Tuesday, 24 February, 2015

As NASA’s Curiosity mission searches for various minerals on Mars, in the hope of finding evidence of ancient habitable environments, British scientists have found that one such mineral (jarosite) breaks down organic compounds when it is flash-heated. Their research has been published in the journal Astrobiology.

On Earth, iron sulfate minerals like jarosite form in the acidic waters flowing out of sulfur-rich rocks. Despite the adverse conditions, these waters are a habitat for bacteria that use these dissolved sulfate ions. This makes the minerals of interest to scientists studying Mars, as their presence provides evidence that acidic liquid water was present at the same time the minerals formed - which could have provided an environment favourable for harbouring ancient microbial Martian life.

On board the rover Curiosity, the Sample Analysis at Mars (SAM) instrument analyses soil samples for evidence of organic compounds by progressively heating samples up to around 1000°C (flash heating), which releases gases. These gases can then be analysed by gas chromatography and mass spectrometry, which can identify molecules in the gas and see if any organic compounds are present.

Researchers from Imperial College London and the Natural History Museum replicated the technique with a combination of jarosite and organic compounds. The team discovered that the instrument’s technique broke down jarosite into sulfur dioxide and oxygen, with the oxygen then utterly destroying the organic compounds. They noted that if jarosite is present in soil samples that Curiosity analyses, researchers may not be able to detect it because both the jarosite and any organic compounds could be destroyed by the flash-heating process.

Study co-author Professor Mark Sephton, from the Department of Earth Science and Engineering at Imperial College London, last year found a similar issue with the mineral perchlorate. Flash-heating causes the mineral to break down and to give off oxygen and chlorine gas, which in turn react with any organic compounds, breaking them down into carbon dioxide and water.

“The destructive properties of some iron sulfates and perchlorate to organic matter may explain why current and previous missions have so far offered no conclusive evidence of organic matter preserved on Mars’ surface,” Professor Sephton said. “This is despite the fact that scientists have known from previous studies that organic compounds have been delivered to Mars via comets, meteorites and interplanetary dust throughout its history.”
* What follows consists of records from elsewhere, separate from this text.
//! Registration model

use chrono::{DateTime, Utc};
use serde::{Deserialize, Serialize};

#[derive(Debug, Clone, PartialEq, Eq, Serialize, Deserialize)]
#[serde(rename_all = "camelCase")]
pub struct Registration {
    pub id: String,
    pub event_id: String,
    pub student_id: String,
    pub status: RegistrationStatus,
    pub registered_at: DateTime<Utc>,
    /// Set when the seat is released; the record itself is kept
    #[serde(default)]
    pub removed_at: Option<DateTime<Utc>>,
}

impl Registration {
    pub fn is_active(&self) -> bool {
        self.status == RegistrationStatus::Active
    }

    pub fn matches(&self, event_id: &str, student_id: &str) -> bool {
        self.event_id == event_id && self.student_id == student_id
    }
}

#[derive(Debug, Clone, Copy, PartialEq, Eq, Hash, Serialize, Deserialize)]
#[serde(rename_all = "lowercase")]
pub enum RegistrationStatus {
    #[serde(alias = "registered")]
    Active,
    Removed,
}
But Professor Sephton has shown that though the reaction of perchlorate was problematic, scientists could potentially use the spike in carbon dioxide resulting from the experiment to detect the presence of organic compounds in the sample being analysed. The team suggests a similar approach may alert scientists to the presence of jarosite.

The next step will see the researchers using synthetic jarosite in their experiments, which will enable a cleaner decomposition process to occur when the mineral is flash-heated. This will allow for more precise measurements to be taken when the oxygen is released and will hopefully enable such measurements to be taken from potential mineral samples on Mars.